▶ _PROBLEM TO SOLVE_:
Everything from the first line of the entries through the line containing "pub enum ParseError" is to be retyped exactly, and nothing beyond it.

▶ _INFORMATION SHOWN_:
----

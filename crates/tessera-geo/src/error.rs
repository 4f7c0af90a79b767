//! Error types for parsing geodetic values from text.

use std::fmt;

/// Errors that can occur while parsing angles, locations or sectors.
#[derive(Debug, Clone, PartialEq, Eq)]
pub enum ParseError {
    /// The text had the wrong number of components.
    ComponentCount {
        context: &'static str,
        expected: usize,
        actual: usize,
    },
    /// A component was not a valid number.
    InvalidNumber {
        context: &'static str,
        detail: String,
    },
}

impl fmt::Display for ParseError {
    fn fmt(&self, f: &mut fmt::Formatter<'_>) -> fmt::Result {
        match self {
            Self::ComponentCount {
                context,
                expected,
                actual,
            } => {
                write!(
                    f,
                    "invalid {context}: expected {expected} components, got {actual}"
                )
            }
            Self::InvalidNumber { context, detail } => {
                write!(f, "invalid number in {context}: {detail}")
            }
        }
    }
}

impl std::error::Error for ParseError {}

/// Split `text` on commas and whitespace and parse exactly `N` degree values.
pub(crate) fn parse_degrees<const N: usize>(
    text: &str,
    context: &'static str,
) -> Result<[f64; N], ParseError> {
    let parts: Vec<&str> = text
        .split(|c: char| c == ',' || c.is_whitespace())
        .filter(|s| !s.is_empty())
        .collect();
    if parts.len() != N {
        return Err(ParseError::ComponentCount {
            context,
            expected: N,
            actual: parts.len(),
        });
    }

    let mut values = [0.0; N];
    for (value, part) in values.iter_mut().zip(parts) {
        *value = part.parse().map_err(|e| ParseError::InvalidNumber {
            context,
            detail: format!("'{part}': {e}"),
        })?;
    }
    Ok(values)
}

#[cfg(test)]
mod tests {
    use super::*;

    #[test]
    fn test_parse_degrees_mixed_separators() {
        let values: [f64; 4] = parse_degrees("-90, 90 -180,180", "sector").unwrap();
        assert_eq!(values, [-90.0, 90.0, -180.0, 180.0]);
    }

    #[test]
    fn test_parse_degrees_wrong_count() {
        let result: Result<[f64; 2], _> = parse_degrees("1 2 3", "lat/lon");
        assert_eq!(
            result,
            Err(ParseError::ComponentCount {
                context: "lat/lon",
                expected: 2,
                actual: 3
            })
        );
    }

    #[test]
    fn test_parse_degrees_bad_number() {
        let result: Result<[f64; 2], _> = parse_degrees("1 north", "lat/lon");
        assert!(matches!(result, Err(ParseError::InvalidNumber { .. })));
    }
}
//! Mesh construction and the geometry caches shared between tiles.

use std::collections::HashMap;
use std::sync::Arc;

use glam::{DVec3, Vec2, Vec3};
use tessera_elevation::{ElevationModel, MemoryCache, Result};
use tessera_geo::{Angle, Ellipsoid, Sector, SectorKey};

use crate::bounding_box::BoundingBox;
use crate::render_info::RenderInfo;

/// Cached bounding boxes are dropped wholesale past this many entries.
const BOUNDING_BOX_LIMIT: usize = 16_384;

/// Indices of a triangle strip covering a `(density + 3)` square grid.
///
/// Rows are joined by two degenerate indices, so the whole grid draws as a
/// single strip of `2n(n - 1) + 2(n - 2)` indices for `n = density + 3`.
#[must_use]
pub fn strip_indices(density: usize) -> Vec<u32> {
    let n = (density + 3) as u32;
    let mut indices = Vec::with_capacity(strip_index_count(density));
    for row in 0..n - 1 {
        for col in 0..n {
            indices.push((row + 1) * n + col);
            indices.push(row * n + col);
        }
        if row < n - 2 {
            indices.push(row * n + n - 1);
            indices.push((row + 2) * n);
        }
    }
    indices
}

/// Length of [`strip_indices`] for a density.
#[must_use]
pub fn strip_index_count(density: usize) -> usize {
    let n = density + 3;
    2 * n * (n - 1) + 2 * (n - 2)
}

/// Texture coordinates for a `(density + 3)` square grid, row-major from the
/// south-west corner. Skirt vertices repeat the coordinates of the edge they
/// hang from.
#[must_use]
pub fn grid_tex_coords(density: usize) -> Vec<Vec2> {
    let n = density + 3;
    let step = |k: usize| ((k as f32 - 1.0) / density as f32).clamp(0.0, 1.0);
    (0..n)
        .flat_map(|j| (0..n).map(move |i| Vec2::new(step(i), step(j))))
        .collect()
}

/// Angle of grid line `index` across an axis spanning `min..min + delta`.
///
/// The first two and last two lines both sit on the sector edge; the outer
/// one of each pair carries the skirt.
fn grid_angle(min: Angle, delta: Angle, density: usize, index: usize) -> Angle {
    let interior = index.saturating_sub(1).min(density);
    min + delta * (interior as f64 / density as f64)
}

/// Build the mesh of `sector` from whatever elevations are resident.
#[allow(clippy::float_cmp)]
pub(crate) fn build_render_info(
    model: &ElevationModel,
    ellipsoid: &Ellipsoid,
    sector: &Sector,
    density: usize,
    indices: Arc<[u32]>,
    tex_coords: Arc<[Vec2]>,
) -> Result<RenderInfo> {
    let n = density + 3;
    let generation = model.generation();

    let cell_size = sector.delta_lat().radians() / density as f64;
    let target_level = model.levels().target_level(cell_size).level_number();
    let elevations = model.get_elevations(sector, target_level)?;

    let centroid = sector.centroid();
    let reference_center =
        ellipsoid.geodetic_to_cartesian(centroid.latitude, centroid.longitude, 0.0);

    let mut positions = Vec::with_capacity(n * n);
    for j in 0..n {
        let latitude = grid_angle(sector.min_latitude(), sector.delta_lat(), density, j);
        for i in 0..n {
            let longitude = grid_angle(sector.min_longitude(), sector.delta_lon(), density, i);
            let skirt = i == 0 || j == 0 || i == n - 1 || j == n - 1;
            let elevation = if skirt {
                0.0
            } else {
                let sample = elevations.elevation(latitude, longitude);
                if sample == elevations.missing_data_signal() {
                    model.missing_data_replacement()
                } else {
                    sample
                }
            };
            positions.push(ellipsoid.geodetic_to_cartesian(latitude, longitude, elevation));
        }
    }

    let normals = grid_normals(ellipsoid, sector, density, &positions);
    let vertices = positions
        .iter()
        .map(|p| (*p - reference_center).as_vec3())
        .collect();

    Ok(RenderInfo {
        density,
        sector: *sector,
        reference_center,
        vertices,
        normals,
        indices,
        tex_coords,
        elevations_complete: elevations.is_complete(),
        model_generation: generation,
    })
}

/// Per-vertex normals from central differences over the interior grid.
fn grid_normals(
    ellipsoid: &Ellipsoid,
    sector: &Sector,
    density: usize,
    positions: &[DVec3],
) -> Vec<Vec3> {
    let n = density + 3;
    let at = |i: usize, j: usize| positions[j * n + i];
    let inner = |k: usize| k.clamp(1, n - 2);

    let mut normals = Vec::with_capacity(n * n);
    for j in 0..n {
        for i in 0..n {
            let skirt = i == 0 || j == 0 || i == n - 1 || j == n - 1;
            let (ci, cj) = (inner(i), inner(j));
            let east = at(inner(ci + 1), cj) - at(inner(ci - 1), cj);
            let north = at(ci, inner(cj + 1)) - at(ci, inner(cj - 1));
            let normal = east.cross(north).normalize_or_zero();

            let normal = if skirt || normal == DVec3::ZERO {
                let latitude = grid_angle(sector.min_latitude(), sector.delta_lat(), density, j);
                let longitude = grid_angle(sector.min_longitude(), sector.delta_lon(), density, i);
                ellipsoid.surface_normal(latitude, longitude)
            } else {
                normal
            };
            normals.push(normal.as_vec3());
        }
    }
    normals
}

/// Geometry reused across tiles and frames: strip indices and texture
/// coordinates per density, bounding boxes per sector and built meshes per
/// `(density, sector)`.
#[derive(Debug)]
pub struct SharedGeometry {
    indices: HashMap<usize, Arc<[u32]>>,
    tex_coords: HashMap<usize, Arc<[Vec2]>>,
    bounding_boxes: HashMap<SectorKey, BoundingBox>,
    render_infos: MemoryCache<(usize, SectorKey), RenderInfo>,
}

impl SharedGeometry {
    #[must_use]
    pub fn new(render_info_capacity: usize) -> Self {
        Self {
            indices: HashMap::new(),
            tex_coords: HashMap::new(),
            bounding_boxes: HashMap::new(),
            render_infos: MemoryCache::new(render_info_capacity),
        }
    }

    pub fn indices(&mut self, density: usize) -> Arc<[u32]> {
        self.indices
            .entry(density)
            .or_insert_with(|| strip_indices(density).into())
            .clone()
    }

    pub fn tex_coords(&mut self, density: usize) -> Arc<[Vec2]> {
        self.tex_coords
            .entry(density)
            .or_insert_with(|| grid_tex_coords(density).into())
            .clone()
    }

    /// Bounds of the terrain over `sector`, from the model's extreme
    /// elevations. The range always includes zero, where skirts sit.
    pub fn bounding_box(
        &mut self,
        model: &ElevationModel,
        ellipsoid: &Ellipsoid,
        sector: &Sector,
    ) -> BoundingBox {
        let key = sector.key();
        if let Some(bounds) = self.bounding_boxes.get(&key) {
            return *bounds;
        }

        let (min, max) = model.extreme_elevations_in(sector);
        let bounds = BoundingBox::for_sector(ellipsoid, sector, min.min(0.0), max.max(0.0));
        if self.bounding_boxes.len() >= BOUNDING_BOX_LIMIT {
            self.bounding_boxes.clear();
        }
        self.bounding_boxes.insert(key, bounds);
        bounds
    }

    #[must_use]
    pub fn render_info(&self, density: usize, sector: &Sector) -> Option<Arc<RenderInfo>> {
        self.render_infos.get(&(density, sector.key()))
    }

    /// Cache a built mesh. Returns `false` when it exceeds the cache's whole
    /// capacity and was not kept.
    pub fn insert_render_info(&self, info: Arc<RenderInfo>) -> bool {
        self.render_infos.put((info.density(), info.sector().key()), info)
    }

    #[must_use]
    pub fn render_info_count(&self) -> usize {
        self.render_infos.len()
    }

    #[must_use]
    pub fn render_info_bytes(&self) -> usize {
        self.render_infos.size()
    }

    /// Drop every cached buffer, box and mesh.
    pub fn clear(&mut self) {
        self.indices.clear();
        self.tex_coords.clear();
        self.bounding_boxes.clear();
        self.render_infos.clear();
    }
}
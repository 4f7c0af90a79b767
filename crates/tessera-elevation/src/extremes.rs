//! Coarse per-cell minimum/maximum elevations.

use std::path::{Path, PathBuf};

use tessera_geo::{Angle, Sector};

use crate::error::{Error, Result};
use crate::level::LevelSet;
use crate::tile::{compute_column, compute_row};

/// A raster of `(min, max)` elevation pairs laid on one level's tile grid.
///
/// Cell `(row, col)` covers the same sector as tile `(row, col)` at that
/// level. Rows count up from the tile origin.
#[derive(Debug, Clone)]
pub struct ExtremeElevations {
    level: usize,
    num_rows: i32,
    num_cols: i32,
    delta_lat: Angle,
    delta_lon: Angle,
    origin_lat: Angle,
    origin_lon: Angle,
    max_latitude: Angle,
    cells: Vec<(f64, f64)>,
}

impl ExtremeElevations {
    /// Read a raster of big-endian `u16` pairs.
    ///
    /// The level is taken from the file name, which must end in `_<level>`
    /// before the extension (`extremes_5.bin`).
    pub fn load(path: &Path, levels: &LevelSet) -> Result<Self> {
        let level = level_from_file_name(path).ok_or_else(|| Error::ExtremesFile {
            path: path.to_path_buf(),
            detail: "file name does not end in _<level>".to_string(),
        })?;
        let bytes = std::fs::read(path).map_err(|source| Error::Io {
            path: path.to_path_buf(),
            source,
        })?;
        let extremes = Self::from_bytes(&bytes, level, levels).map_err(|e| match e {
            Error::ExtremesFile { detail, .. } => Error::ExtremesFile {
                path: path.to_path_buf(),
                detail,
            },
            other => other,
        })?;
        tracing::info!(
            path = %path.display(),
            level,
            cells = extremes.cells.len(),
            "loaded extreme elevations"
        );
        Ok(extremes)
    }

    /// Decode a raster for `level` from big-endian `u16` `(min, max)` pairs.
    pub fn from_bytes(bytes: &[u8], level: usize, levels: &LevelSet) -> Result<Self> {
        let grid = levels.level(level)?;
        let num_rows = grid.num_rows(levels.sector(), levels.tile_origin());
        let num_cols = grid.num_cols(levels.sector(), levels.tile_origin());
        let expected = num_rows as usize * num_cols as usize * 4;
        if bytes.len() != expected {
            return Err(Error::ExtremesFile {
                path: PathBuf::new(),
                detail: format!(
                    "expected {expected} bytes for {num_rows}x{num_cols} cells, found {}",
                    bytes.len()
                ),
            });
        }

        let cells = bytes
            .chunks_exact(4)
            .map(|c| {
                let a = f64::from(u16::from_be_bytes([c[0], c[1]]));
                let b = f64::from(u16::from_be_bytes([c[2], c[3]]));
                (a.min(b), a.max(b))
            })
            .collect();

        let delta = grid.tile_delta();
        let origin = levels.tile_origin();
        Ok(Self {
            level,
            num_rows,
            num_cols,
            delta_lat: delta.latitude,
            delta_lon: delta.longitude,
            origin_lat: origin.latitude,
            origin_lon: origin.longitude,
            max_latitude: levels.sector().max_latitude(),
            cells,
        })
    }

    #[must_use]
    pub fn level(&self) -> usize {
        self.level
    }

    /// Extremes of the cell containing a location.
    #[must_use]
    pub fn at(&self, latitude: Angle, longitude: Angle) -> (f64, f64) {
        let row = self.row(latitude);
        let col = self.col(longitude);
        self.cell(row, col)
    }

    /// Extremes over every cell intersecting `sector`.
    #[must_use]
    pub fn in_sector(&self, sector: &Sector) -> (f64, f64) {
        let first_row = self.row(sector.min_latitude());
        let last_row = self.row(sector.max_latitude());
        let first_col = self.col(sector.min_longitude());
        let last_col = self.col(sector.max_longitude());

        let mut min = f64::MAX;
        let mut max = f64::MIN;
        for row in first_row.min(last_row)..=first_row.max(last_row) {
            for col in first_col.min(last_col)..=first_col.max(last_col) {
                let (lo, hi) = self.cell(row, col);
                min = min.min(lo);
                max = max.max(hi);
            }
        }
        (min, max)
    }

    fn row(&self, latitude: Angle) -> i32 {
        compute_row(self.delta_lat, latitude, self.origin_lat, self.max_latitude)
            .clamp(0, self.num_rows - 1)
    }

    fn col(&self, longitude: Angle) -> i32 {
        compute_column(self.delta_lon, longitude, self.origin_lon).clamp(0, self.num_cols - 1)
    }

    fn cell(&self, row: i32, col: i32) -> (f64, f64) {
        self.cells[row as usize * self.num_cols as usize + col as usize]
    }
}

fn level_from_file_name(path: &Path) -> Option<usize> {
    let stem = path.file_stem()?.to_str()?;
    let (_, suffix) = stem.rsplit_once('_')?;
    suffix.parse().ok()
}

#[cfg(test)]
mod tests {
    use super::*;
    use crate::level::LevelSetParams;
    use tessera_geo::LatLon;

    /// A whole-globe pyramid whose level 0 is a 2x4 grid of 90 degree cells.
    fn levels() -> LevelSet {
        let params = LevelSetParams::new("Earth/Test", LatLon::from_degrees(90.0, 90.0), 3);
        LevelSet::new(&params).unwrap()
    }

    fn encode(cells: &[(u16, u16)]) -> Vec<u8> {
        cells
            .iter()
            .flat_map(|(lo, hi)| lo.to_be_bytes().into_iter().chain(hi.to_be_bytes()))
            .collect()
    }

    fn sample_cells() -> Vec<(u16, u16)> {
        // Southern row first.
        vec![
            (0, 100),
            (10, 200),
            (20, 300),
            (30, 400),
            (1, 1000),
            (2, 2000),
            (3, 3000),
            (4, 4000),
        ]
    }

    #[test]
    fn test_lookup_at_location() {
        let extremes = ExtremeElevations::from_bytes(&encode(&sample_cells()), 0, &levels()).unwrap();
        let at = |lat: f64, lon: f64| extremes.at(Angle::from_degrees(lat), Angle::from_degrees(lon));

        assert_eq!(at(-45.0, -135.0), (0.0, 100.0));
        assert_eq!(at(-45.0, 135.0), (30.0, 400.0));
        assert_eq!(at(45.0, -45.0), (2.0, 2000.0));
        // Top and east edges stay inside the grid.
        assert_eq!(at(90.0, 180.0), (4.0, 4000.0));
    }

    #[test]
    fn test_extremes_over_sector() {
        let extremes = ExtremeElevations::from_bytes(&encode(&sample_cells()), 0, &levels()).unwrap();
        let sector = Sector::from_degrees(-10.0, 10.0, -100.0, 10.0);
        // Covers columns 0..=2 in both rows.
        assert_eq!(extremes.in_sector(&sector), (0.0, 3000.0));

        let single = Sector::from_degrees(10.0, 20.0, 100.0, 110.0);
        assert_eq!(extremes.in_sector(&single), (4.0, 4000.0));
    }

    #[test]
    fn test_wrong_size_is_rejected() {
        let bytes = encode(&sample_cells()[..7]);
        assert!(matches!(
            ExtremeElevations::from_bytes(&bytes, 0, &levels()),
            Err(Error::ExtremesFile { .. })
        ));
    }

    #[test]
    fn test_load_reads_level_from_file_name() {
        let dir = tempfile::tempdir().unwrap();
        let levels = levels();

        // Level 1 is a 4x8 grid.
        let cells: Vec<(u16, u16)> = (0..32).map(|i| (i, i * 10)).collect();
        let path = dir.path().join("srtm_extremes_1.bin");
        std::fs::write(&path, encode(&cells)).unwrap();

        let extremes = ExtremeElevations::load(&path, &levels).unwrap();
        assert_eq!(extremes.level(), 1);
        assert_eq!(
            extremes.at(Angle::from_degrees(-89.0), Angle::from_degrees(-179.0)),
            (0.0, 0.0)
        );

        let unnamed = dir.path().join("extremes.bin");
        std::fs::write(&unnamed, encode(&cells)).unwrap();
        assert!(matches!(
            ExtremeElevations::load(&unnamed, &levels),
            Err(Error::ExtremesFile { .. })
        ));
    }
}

----

▶ _TASK RESPONSE_:
filename crates/tessera-geo/src/error.rs
repository 4f7c0af90a79b767
//! Error types for parsing geodetic values from text.

use std::fmt;

/// Errors that can occur while parsing angles, locations or sectors.
#[derive(Debug, Clone, PartialEq, Eq)]
pub enum ParseError {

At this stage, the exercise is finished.